Every week we ask folks around the CNET offices a question about pop culture. This week we wanted to know which movies they simply had to walk out of or turn off because they couldn't take it anymore.
I have to say Gothika. How Halle Berry could go from an Academy Award winner to this piece o' dreck is beyond me. Maybe she was tired out or just figured she could be in any film and it would be a masterpiece. Instead she phones it in, as does most of the cast. The plot holes are big enough to drive a Mack through and the exchange between Berry's character and the ghost of the kidnapped and tortured woman who possesses her is a perfect summation of the failure this movie is. Ghost: "This isn't logical, you're already dead." Berry: "Logic is overrated." Terrible.
Please avoid this movie at all costs. I had actually heard there was going to be a sequel. In a rare display of prudent thinking, the studio elected not to go ahead with it.
A few years ago I went to see a double feature of "Oculus" and "300: Rise of an Empire" at a drive-in theater. The first was a fairly respectable horror film, but about halfway into the "300" sequel, my friend and I couldn't take it anymore. It turns out it's reeeally easy to agree to "walk" out of a movie when you're already sitting in your car.
The last movie I remember walking out of (or driving, because like Rebecca I was at the local drive-in) was "Maze Runner: The Scorch Trials." It too was the second feature -- though I couldn't tell you what the first movie was (had to be better than this one though). Really bad acting, poorly written (easily half the dialogue was one or more characters yelling "GO! GO! GO!" as they fled from one pursuer or another), and just not very interesting. It seemed at times like a low-rent rip-off of "The Hunger Games."
My wife and I agreed, about an hour in, that this was just not worth our time, so we beat it.
The only movie I've ever walked out of was "Anger Management." Going in, I was a big fan of "Happy Gilmore," so Adam Sandler was OK by me, and Jack Nicholson doesn't do many bad movies. In other words, I thought it was a sure thing. Silly me.
The whole premise is ridiculous, with Buddy (Jack Nicholson) moving in with Dave (Adam Sandler) to give him intensive therapy for his anger issues. The writing was bad and the acting was so uninspired that it seemed Nicholson already knew it was going to be a flop.
As for the ending? Don't ask me. I walked the heck out about 45 minutes in.
I've walked out of only one movie -- and that's because my mom dragged me out. The 1993 Arnold Schwarzenegger film "Last Action Hero" seemed like a fun summer romp for me at 10 years old. I mean, a magic ticket sucked a boy into the movies? So movies can be real!? He gets to blow things up with Arnold AS HIS SIDEKICK?! COOOOOL! I don't remember much about the movie, other than it was a little weird at first and not very funny, BUT HEY, I WAS GOING TO GIVE IT A CHANCE, MOM. Sheesh.
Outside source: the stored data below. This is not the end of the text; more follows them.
//! Local profiling of generated CSVs
//!
//! Reads the three files back and measures the injected defects with the
//! in-memory metrics from `shopqa_core::metrics`, without a warehouse.

use crate::generator::GenerateError;
use crate::records::{Customer, Event, Order};
use crate::vocab;
use crate::{CUSTOMERS_FILE, EVENTS_FILE, ORDERS_FILE};
use chrono::{Duration, NaiveDateTime, TimeZone, Utc};
use serde::de::DeserializeOwned;
use serde::Serialize;
use shopqa_core::metrics;
use std::collections::{BTreeMap, HashSet};
use std::path::Path;

/// Measurements for one file
#[derive(Debug, Clone, PartialEq, Serialize)]
pub struct TableProfile {
    pub table: String,
    pub rows: usize,

    /// Rows a deduplication on the primary key would drop
    pub duplicate_rows: usize,

    /// Null fraction per nullable column
    pub null_fractions: BTreeMap<String, f64>,

    /// Rows whose category is outside the valid vocabulary
    pub invalid_values: usize,

    /// `1 - invalid_values / rows`
    pub quality_score: f64,
}

/// Measurements across the three generated files
#[derive(Debug, Clone, PartialEq, Serialize)]
pub struct DatasetProfile {
    pub customers: TableProfile,
    pub orders: TableProfile,
    pub events: TableProfile,

    /// Present emails that collide after normalization
    pub duplicate_emails: usize,

    /// Order amounts outside `[0, 500]`
    pub out_of_range_amounts: usize,

    /// Events older than 30 days at profiling time
    pub stale_events: usize,

    /// Purchases per distinct session
    pub conversion_rate: f64,

    /// Mean order amount per payment method
    pub avg_order_value: BTreeMap<String, f64>,
}

impl DatasetProfile {
    pub fn tables(&self) -> [&TableProfile; 3] {
        [&self.customers, &self.orders, &self.events]
    }
}

/// Profile `customers.csv`, `orders.csv` and `events.csv` in `dir`
///
/// Staleness is measured against the newest `_loaded_at` in the files,
/// which is the generator's reference time.
pub fn profile_dir(dir: &Path) -> Result<DatasetProfile, GenerateError> {
    let customers: Vec<Customer> = read_csv(&dir.join(CUSTOMERS_FILE))?;
    let orders: Vec<Order> = read_csv(&dir.join(ORDERS_FILE))?;
    let events: Vec<Event> = read_csv(&dir.join(EVENTS_FILE))?;

    let now = customers
        .iter()
        .map(|c| c.loaded_at)
        .chain(orders.iter().map(|o| o.loaded_at))
        .chain(events.iter().map(|e| e.loaded_at))
        .max()
        .unwrap_or_else(|| Utc::now().naive_utc());

    Ok(profile(&customers, &orders, &events, now))
}

/// Profile already-loaded records
pub fn profile(customers: &[Customer], orders: &[Order], events: &[Event], now: NaiveDateTime) -> DatasetProfile {
    let customer_profile = table_profile(
        CUSTOMERS_FILE,
        &customers.iter().map(|c| c.customer_id.as_str()).collect::<Vec<_>>(),
        vec![
            ("email", null_fraction(customers, |c| c.email.is_some())),
            ("first_name", null_fraction(customers, |c| c.first_name.is_some())),
            ("last_name", null_fraction(customers, |c| c.last_name.is_some())),
            ("date_of_birth", null_fraction(customers, |c| c.date_of_birth.is_some())),
        ],
        customers
            .iter()
            .filter(|c| !vocab::CUSTOMER_SEGMENTS.contains(&c.customer_segment.as_str()))
            .count(),
    );

    let order_profile = table_profile(
        ORDERS_FILE,
        &orders.iter().map(|o| o.order_id.as_str()).collect::<Vec<_>>(),
        vec![
            ("customer_id", null_fraction(orders, |o| o.customer_id.is_some())),
            ("total_amount", null_fraction(orders, |o| o.total_amount.is_some())),
        ],
        orders
            .iter()
            .filter(|o| !vocab::ORDER_STATUSES.contains(&o.order_status.as_str()))
            .count(),
    );

    let event_profile = table_profile(
        EVENTS_FILE,
        &events.iter().map(|e| e.event_id.as_str()).collect::<Vec<_>>(),
        vec![
            ("customer_id", null_fraction(events, |e| e.customer_id.is_some())),
            ("product_id", null_fraction(events, |e| e.product_id.is_some())),
        ],
        events
            .iter()
            .filter(|e| !vocab::EVENT_TYPES.contains(&e.event_type.as_str()))
            .count(),
    );

    let emails: Vec<String> = customers
        .iter()
        .filter_map(|c| c.email.as_deref())
        .map(metrics::normalize_email)
        .collect();

    let amounts: Vec<f64> = orders.iter().filter_map(|o| o.total_amount).collect();

    let now_utc = Utc.from_utc_datetime(&now);
    let event_times: Vec<_> = events
        .iter()
        .map(|e| Utc.from_utc_datetime(&e.event_timestamp))
        .collect();

    let sessions: HashSet<&str> = events.iter().map(|e| e.session_id.as_str()).collect();
    let purchases = events.iter().filter(|e| e.event_type == "PURCHASE").count();

    let avg_order_value = metrics::aggregate_by_key(
        orders
            .iter()
            .filter_map(|o| o.total_amount.map(|a| (o.payment_method.clone(), a))),
    )
    .into_iter()
    .map(|(method, agg)| (method, agg.mean()))
    .collect();

    DatasetProfile {
        customers: customer_profile,
        orders: order_profile,
        events: event_profile,
        duplicate_emails: metrics::surplus_duplicates(&emails),
        out_of_range_amounts: metrics::out_of_range(&amounts, 0.0, 500.0),
        stale_events: metrics::stale_records(&event_times, now_utc, Duration::days(30)),
        conversion_rate: metrics::conversion_rate(purchases, sessions.len()),
        avg_order_value,
    }
}

fn table_profile(
    table: &str,
    keys: &[&str],
    null_fractions: Vec<(&str, f64)>,
    invalid_values: usize,
) -> TableProfile {
    TableProfile {
        table: table.to_string(),
        rows: keys.len(),
        duplicate_rows: metrics::surplus_duplicates(keys),
        null_fractions: null_fractions
            .into_iter()
            .map(|(column, fraction)| (column.to_string(), fraction))
            .collect(),
        invalid_values,
        quality_score: metrics::quality_score(keys.len(), invalid_values),
    }
}

fn null_fraction<T>(rows: &[T], present: impl Fn(&T) -> bool) -> f64 {
    let column: Vec<Option<()>> = rows.iter().map(|r| present(r).then_some(())).collect();
    metrics::null_fraction(&column)
}

fn read_csv<T: DeserializeOwned>(path: &Path) -> Result<Vec<T>, GenerateError> {
    let mut reader = csv::Reader::from_path(path)?;
    let rows = reader.deserialize().collect::<Result<Vec<T>, _>>()?;
    Ok(rows)
}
We switched theaters and instead saw the second half of "Rookie of the Year." Yawn. So some kid magically is good at baseball because he broke his arm? Lame-O. Now we'll never know what happened to the movie kid. Thanks a lot, mom.
I'm not sure if this counts, but here's my answer. I try to make it a rule not to walk out of movies, but my friends and I had a good excuse for exiting action film "Executive Decision." It happened on one balmy summer day in 1996: We thought we were going to see Terry Gilliam's time-twister "Twelve Monkeys." We went back into the lobby to ask which screen "Twelve Monkeys" was playing on, only to learn that it wasn't on at all. We're not sure how the theater sold us tickets to the wrong flick, but we figured what the heck and returned to "Executive Decision" anyway. After Steven Seagal's surprise early exit, it turned out to be pretty fun. So one of the only times I've walked out of a movie, I promptly walked back in.
I watched "Sex and the City 2" during a flight, so I couldn't safely walk out, but I *did* turn it off. I occasionally enjoyed the TV show when it was on, but the movie was pure unbridled hate. It's not a romantic comedy as you might expect; it's a horror show of smug elitism that not only rested on crass stereotypes but dug deep into them. Add in one of the most unlikeable characters ever to grace our screens, Carrie Bradshaw, and you've got a film that should have been recognized as a national shame.
OK, so I've never actually walked out on a movie, but I've spent the last year and a half wishing I hadn't put myself through the entirety of "The Revenant." I kid you not. Was it a Good Movie? Sure. Was it also utterly punishing? Absolutely. Two and a half hours of Leonardo DiCaprio breathing heavily and prodding his wounds is not my idea of a fun Friday night. And if I could spare myself the mental image of his chapped lips covered in sores or whatever, you better believe I'd go back in time and drag myself out of the theater. Also, SO MUCH DROOL.